Increasingly, CROs recognise the need to invest in automated rules mapping to best operate at scale across multiple jurisdictions. At RiskMinds International 2024, CROs noted that at a high level, principals in regulations may look similar but the devil is in the details. For example, under the CRD IV rules in Basel 3.1, the risk weight of a portfolio of assets can differ by 50% from a European interpretation versus a UK interpretation.
Data privacy requires operational agility
Similarly, varying approaches to digital assets and central bank digital currencies (CBDCs) across jurisdictions are further impacting interoperability and cross-border payments. Not to mention the fact that from region to region, and even state to state, regulators are taking a different approach to AI regulation.
Rules on data privacy in Europe are likely to be similar in South Korea as it prepares to introduce the AI Basic Act in 2026, which will follow a similar risk-based tiered approach under the EU AI Act. However, by contrast, Singapore and Hong Kong are introducing more soft-law guidelines and principles to foster innovation while managing risks. In the US, the introduction of the California Consumer Privacy Act in 2019 created an increased compliance burden on businesses that collect personal information.
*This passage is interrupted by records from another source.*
//! Durable at-least-once job queue between the feed poller and the workers.
//!
//! Each pending job is one JSON file under `queue/pending`. A job stays on
//! disk until it is acked, so anything in flight when the process dies is
//! delivered again on the next start.

use crate::config::QueueConfig;
use crate::paths;
use crate::types::{now_unix_ms, PackageJob};
use anyhow::Context;
use serde::{Deserialize, Serialize};
use std::collections::{HashMap, VecDeque};
use std::fs;
use std::path::{Path, PathBuf};
use std::sync::{Condvar, Mutex, MutexGuard};
use std::time::Duration;

#[derive(Debug, Clone, PartialEq, Eq)]
pub struct Delivery {
  pub id: String,
  pub job: PackageJob,
  /// 1 for the first delivery.
  pub attempt: u32,
}

#[derive(Debug, Clone, Copy, PartialEq, Eq)]
pub enum RetryOutcome {
  Scheduled { delay: Duration },
  PermanentlyFailed,
}

pub trait JobQueue: Send + Sync {
  fn enqueue(&self, job: PackageJob) -> anyhow::Result<()>;

  /// Waits up to `wait` for a job that is due.
  fn consume(&self, wait: Duration) -> anyhow::Result<Option<Delivery>>;

  fn ack(&self, delivery: &Delivery) -> anyhow::Result<()>;

  fn retry_later(&self, delivery: &Delivery, reason: &str) -> anyhow::Result<RetryOutcome>;
}

#[derive(Debug, Clone, Copy)]
pub struct RetryPolicy {
  pub max_attempts: u32,
  pub backoff_base: Duration,
  pub backoff_max: Duration,
  pub visibility_timeout: Duration,
}

impl RetryPolicy {
  pub fn from_config(cfg: &QueueConfig) -> Self {
    Self {
      max_attempts: cfg.max_attempts.max(1),
      backoff_base: Duration::from_millis(cfg.backoff_base_ms),
      backoff_max: Duration::from_millis(cfg.backoff_max_ms),
      visibility_timeout: Duration::from_secs(cfg.visibility_timeout_seconds),
    }
  }

  /// `base * 2^(failures-1)`, capped at `backoff_max`.
  pub fn backoff(&self, failures: u32) -> Duration {
    let exp = failures.saturating_sub(1).min(20);
    self
      .backoff_base
      .saturating_mul(1u32 << exp)
      .min(self.backoff_max)
  }
}

impl Default for RetryPolicy {
  fn default() -> Self {
    Self::from_config(&QueueConfig::default())
  }
}

#[derive(Debug, Clone, Serialize, Deserialize)]
struct JobRecord {
  id: String,
  job: PackageJob,
  #[serde(default)]
  failures: u32,
  #[serde(default)]
  not_before_unix_ms: u64,
  #[serde(default)]
  last_error: Option<String>,
}

#[derive(Debug, Default)]
struct State {
  records: HashMap<String, JobRecord>,
  ready: VecDeque<String>,
  /// id -> redelivery deadline
  in_flight: HashMap<String, u64>,
}

#[derive(Debug, Clone, Copy, Default, PartialEq, Eq)]
pub struct QueueStats {
  pub pending: usize,
  pub in_flight: usize,
}

pub struct FileQueue {
  pending_dir: PathBuf,
  failed_dir: PathBuf,
  policy: RetryPolicy,
  state: Mutex<State>,
  available: Condvar,
}

impl FileQueue {
  /// Opens (or creates) the queue under `dir` and reloads every job that was
  /// not acked before the last shutdown.
  pub fn open(dir: &Path, policy: RetryPolicy) -> anyhow::Result<Self> {
    let pending_dir = dir.join("pending");
    let failed_dir = dir.join("failed");
    fs::create_dir_all(&pending_dir).with_context(|| format!("create {}", pending_dir.display()))?;
    fs::create_dir_all(&failed_dir).with_context(|| format!("create {}", failed_dir.display()))?;

    let mut records = Vec::new();
    for entry in fs::read_dir(&pending_dir)
      .with_context(|| format!("read {}", pending_dir.display()))?
      .flatten()
    {
      let path = entry.path();
      if path.extension().and_then(|s| s.to_str()) != Some("json") {
        continue;
      }
      let parsed = fs::read(&path)
        .map_err(anyhow::Error::from)
        .and_then(|raw| serde_json::from_slice::<JobRecord>(&raw).map_err(anyhow::Error::from));
      match parsed {
        Ok(rec) => records.push(rec),
        Err(e) => {
          tracing::warn!(path = %path.display(), error = %e, "unreadable queue record; moving to failed");
          let _ = fs::rename(&path, failed_dir.join(path.file_name().unwrap_or_default()));
        }
      }
    }
    records.sort_by_key(|r| r.job.enqueued_at_unix_ms);

    let mut state = State::default();
    for rec in records {
      state.ready.push_back(rec.id.clone());
      state.records.insert(rec.id.clone(), rec);
    }
    if !state.records.is_empty() {
      tracing::info!(pending = state.records.len(), "queue reloaded unacknowledged jobs");
    }

    Ok(Self {
      pending_dir,
      failed_dir,
      policy,
      state: Mutex::new(state),
      available: Condvar::new(),
    })
  }

  pub fn open_at_base(base: &Path, policy: RetryPolicy) -> anyhow::Result<Self> {
    Self::open(&paths::queue_dir(base), policy)
  }

  pub fn stats(&self) -> QueueStats {
    let state = self.lock();
    QueueStats {
      pending: state.records.len(),
      in_flight: state.in_flight.len(),
    }
  }

  /// Wakes every blocked consumer, e.g. on shutdown.
  pub fn wake_all(&self) {
    self.available.notify_all();
  }

  fn lock(&self) -> MutexGuard<'_, State> {
    self.state.lock().unwrap_or_else(|p| p.into_inner())
  }

  fn record_path(&self, id: &str) -> PathBuf {
    self.pending_dir.join(format!("{id}.json"))
  }

  fn persist(&self, rec: &JobRecord) -> anyhow::Result<()> {
    let raw = serde_json::to_vec_pretty(rec).context("serialize queue record")?;
    paths::write_atomic(&self.record_path(&rec.id), &raw)
  }

  fn take_due(&self, state: &mut State, now: u64) -> Option<Delivery> {
    let expired: Vec<String> = state
      .in_flight
      .iter()
      .filter(|(_, deadline)| **deadline <= now)
      .map(|(id, _)| id.clone())
      .collect();
    for id in expired {
      state.in_flight.remove(&id);
      if state.records.contains_key(&id) {
        tracing::warn!(job_id = %id, "delivery not acknowledged in time; redelivering");
        state.ready.push_back(id);
      }
    }

    let pos = state.ready.iter().position(|id| {
      state
        .records
        .get(id)
        .is_some_and(|r| r.not_before_unix_ms <= now)
    })?;
    let id = state.ready.remove(pos)?;
    let rec = state.records.get(&id)?.clone();
    let visibility_ms = self.policy.visibility_timeout.as_millis() as u64;
    state.in_flight.insert(id.clone(), now.saturating_add(visibility_ms));

    Some(Delivery {
      id,
      job: rec.job,
      attempt: rec.failures + 1,
    })
  }

  fn next_wake(&self, state: &State, now: u64) -> Option<u64> {
    let due = state
      .ready
      .iter()
      .filter_map(|id| state.records.get(id))
      .map(|r| r.not_before_unix_ms);
    let redelivery = state.in_flight.values().copied();
    due.chain(redelivery).min().map(|t| t.saturating_sub(now))
  }
}

impl JobQueue for FileQueue {
  fn enqueue(&self, job: PackageJob) -> anyhow::Result<()> {
    let mut state = self.lock();

    // A waiting job for the same package will fetch fresh metadata anyway.
    let duplicate = state.ready.iter().any(|id| {
      state
        .records
        .get(id)
        .is_some_and(|r| r.job.package_name == job.package_name && r.failures == 0)
    });
    if duplicate {
      tracing::debug!(package = %job.package_name, "job already pending; not enqueued again");
      return Ok(());
    }

    let rec = JobRecord {
      id: uuid::Uuid::new_v4().simple().to_string(),
      job,
      failures: 0,
      not_before_unix_ms: 0,
      last_error: None,
    };
    self.persist(&rec)?;
    state.ready.push_back(rec.id.clone());
    state.records.insert(rec.id.clone(), rec);
    drop(state);

    self.available.notify_one();
    Ok(())
  }

  fn consume(&self, wait: Duration) -> anyhow::Result<Option<Delivery>> {
    let deadline = now_unix_ms().saturating_add(wait.as_millis() as u64);
    let mut state = self.lock();
    loop {
      let now = now_unix_ms();
      if let Some(delivery) = self.take_due(&mut state, now) {
        return Ok(Some(delivery));
      }
      if now >= deadline {
        return Ok(None);
      }

      let mut sleep_ms = deadline - now;
      if let Some(wake) = self.next_wake(&state, now) {
        sleep_ms = sleep_ms.min(wake.max(1));
      }
      let (guard, _) = self
        .available
        .wait_timeout(state, Duration::from_millis(sleep_ms))
        .unwrap_or_else(|p| p.into_inner());
      state = guard;
    }
  }

  fn ack(&self, delivery: &Delivery) -> anyhow::Result<()> {
    let mut state = self.lock();
    state.in_flight.remove(&delivery.id);
    state.ready.retain(|id| id != &delivery.id);
    if state.records.remove(&delivery.id).is_none() {
      return Ok(());
    }
    drop(state);

    let path = self.record_path(&delivery.id);
    match fs::remove_file(&path) {
      Ok(()) => Ok(()),
      Err(e) if e.kind() == std::io::ErrorKind::NotFound => Ok(()),
      Err(e) => Err(e).with_context(|| format!("remove {}", path.display())),
    }
  }

  fn retry_later(&self, delivery: &Delivery, reason: &str) -> anyhow::Result<RetryOutcome> {
    let mut state = self.lock();
    state.in_flight.remove(&delivery.id);
    let Some(mut rec) = state.records.get(&delivery.id).cloned() else {
      // Already acked by a redelivered copy.
      return Ok(RetryOutcome::PermanentlyFailed);
    };

    rec.failures = delivery.attempt.max(rec.failures + 1);
    rec.last_error = Some(reason.chars().take(500).collect());

    if rec.failures >= self.policy.max_attempts {
      state.records.remove(&rec.id);
      state.ready.retain(|id| id != &rec.id);
      drop(state);

      let raw = serde_json::to_vec_pretty(&rec).context("serialize failed record")?;
      paths::write_atomic(&self.failed_dir.join(format!("{}.json", rec.id)), &raw)?;
      let _ = fs::remove_file(self.record_path(&rec.id));
      tracing::error!(
        job_id = %rec.id,
        package = %rec.job.package_name,
        attempts = rec.failures,
        reason = %reason,
        "job permanently failed"
      );
      return Ok(RetryOutcome::PermanentlyFailed);
    }

    let delay = self.policy.backoff(rec.failures);
    rec.not_before_unix_ms = now_unix_ms().saturating_add(delay.as_millis() as u64);
    self.persist(&rec)?;
    if !state.ready.contains(&rec.id) {
      state.ready.push_back(rec.id.clone());
    }
    state.records.insert(rec.id.clone(), rec);
    drop(state);

    self.available.notify_one();
    Ok(RetryOutcome::Scheduled { delay })
  }
}

#[cfg(test)]
mod tests {
  use super::*;

  fn policy() -> RetryPolicy {
    RetryPolicy {
      max_attempts: 3,
      backoff_base: Duration::from_millis(1),
      backoff_max: Duration::from_millis(4),
      visibility_timeout: Duration::from_secs(60),
    }
  }

  fn pending_files(dir: &Path) -> usize {
    fs::read_dir(dir.join("pending")).unwrap().flatten().count()
  }

  #[test]
  fn enqueue_consume_ack_removes_the_record() {
    let dir = tempfile::tempdir().unwrap();
    let q = FileQueue::open(dir.path(), policy()).unwrap();
    q.enqueue(PackageJob::new("left-pad")).unwrap();
    assert_eq!(pending_files(dir.path()), 1);

    let d = q.consume(Duration::from_millis(10)).unwrap().unwrap();
    assert_eq!(d.job.package_name, "left-pad");
    assert_eq!(d.attempt, 1);
    q.ack(&d).unwrap();
    q.ack(&d).unwrap();

    assert_eq!(pending_files(dir.path()), 0);
    assert!(q.consume(Duration::from_millis(5)).unwrap().is_none());
  }

  #[test]
  fn unacked_jobs_are_redelivered_after_reopen() {
    let dir = tempfile::tempdir().unwrap();
    {
      let q = FileQueue::open(dir.path(), policy()).unwrap();
      q.enqueue(PackageJob::new("a")).unwrap();
      q.enqueue(PackageJob::new("b")).unwrap();
      let _in_flight = q.consume(Duration::from_millis(10)).unwrap().unwrap();
      // Process "crashes" here without acking.
    }

    let q = FileQueue::open(dir.path(), policy()).unwrap();
    assert_eq!(q.stats().pending, 2);
    let mut names = vec![
      q.consume(Duration::from_millis(10)).unwrap().unwrap().job.package_name,
      q.consume(Duration::from_millis(10)).unwrap().unwrap().job.package_name,
    ];
    names.sort();
    assert_eq!(names, vec!["a".to_string(), "b".to_string()]);
  }

  #[test]
  fn retries_are_capped_and_land_in_failed() {
    let dir = tempfile::tempdir().unwrap();
    let q = FileQueue::open(dir.path(), policy()).unwrap();
    q.enqueue(PackageJob::new("flaky")).unwrap();

    for expected_attempt in 1..=2 {
      let d = q.consume(Duration::from_millis(200)).unwrap().unwrap();
      assert_eq!(d.attempt, expected_attempt);
      let outcome = q.retry_later(&d, "HTTP 503").unwrap();
      assert!(matches!(outcome, RetryOutcome::Scheduled { .. }));
    }

    let d = q.consume(Duration::from_millis(200)).unwrap().unwrap();
    assert_eq!(d.attempt, 3);
    assert_eq!(q.retry_later(&d, "HTTP 503").unwrap(), RetryOutcome::PermanentlyFailed);

    assert_eq!(pending_files(dir.path()), 0);
    assert_eq!(fs::read_dir(dir.path().join("failed")).unwrap().count(), 1);
    assert!(q.consume(Duration::from_millis(20)).unwrap().is_none());
  }

  #[test]
  fn retry_waits_for_backoff() {
    let dir = tempfile::tempdir().unwrap();
    let mut p = policy();
    p.backoff_base = Duration::from_secs(30);
    p.backoff_max = Duration::from_secs(30);
    let q = FileQueue::open(dir.path(), p).unwrap();
    q.enqueue(PackageJob::new("slow")).unwrap();

    let d = q.consume(Duration::from_millis(10)).unwrap().unwrap();
    q.retry_later(&d, "timeout").unwrap();
    assert!(q.consume(Duration::from_millis(20)).unwrap().is_none());
    assert_eq!(q.stats().pending, 1);
  }

  #[test]
  fn expired_visibility_triggers_redelivery() {
    let dir = tempfile::tempdir().unwrap();
    let mut p = policy();
    p.visibility_timeout = Duration::from_millis(5);
    let q = FileQueue::open(dir.path(), p).unwrap();
    q.enqueue(PackageJob::new("stuck")).unwrap();

    let first = q.consume(Duration::from_millis(10)).unwrap().unwrap();
    let second = q.consume(Duration::from_millis(200)).unwrap().unwrap();
    assert_eq!(first.id, second.id);
  }

  #[test]
  fn waiting_duplicate_is_collapsed_but_in_flight_is_not() {
    let dir = tempfile::tempdir().unwrap();
    let q = FileQueue::open(dir.path(), policy()).unwrap();
    q.enqueue(PackageJob::new("dup")).unwrap();
    q.enqueue(PackageJob::new("dup")).unwrap();
    assert_eq!(q.stats().pending, 1);

    let _d = q.consume(Duration::from_millis(10)).unwrap().unwrap();
    q.enqueue(PackageJob::new("dup")).unwrap();
    assert_eq!(q.stats().pending, 2);
  }

  #[test]
  fn backoff_doubles_and_caps() {
    let p = RetryPolicy {
      max_attempts: 10,
      backoff_base: Duration::from_secs(2),
      backoff_max: Duration::from_secs(10),
      visibility_timeout: Duration::from_secs(1),
    };
    assert_eq!(p.backoff(1), Duration::from_secs(2));
    assert_eq!(p.backoff(2), Duration::from_secs(4));
    assert_eq!(p.backoff(3), Duration::from_secs(8));
    assert_eq!(p.backoff(4), Duration::from_secs(10));
  }
}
As White & Case wrote recently, a total of 20 individual states have now passed comprehensive data privacy laws due to a lack of a single comprehensive data privacy law at the federal level.
Having the operational framework that can handle such fragmentation and allow financial organisations to manage local risks without significantly impacting costs is set to become even more challenging because the reality is, there is no immediate sign of a globally consistent regulatory approach to AI and more broadly, data privacy.
Conclusion
For CROs, the message is clear: resilience is no longer a siloed compliance exercise, but a multi-jurisdictional, technology-driven imperative. From DORA to Basel 3.1, from CTP oversight to AI governance, the regulatory trajectory is converging on one demand: robust, data-driven, future-ready risk management. Those that invest early in operational agility and cross-border compliance infrastructures will not only withstand regulatory shocks but also gain strategic advantage in a volatile financial world.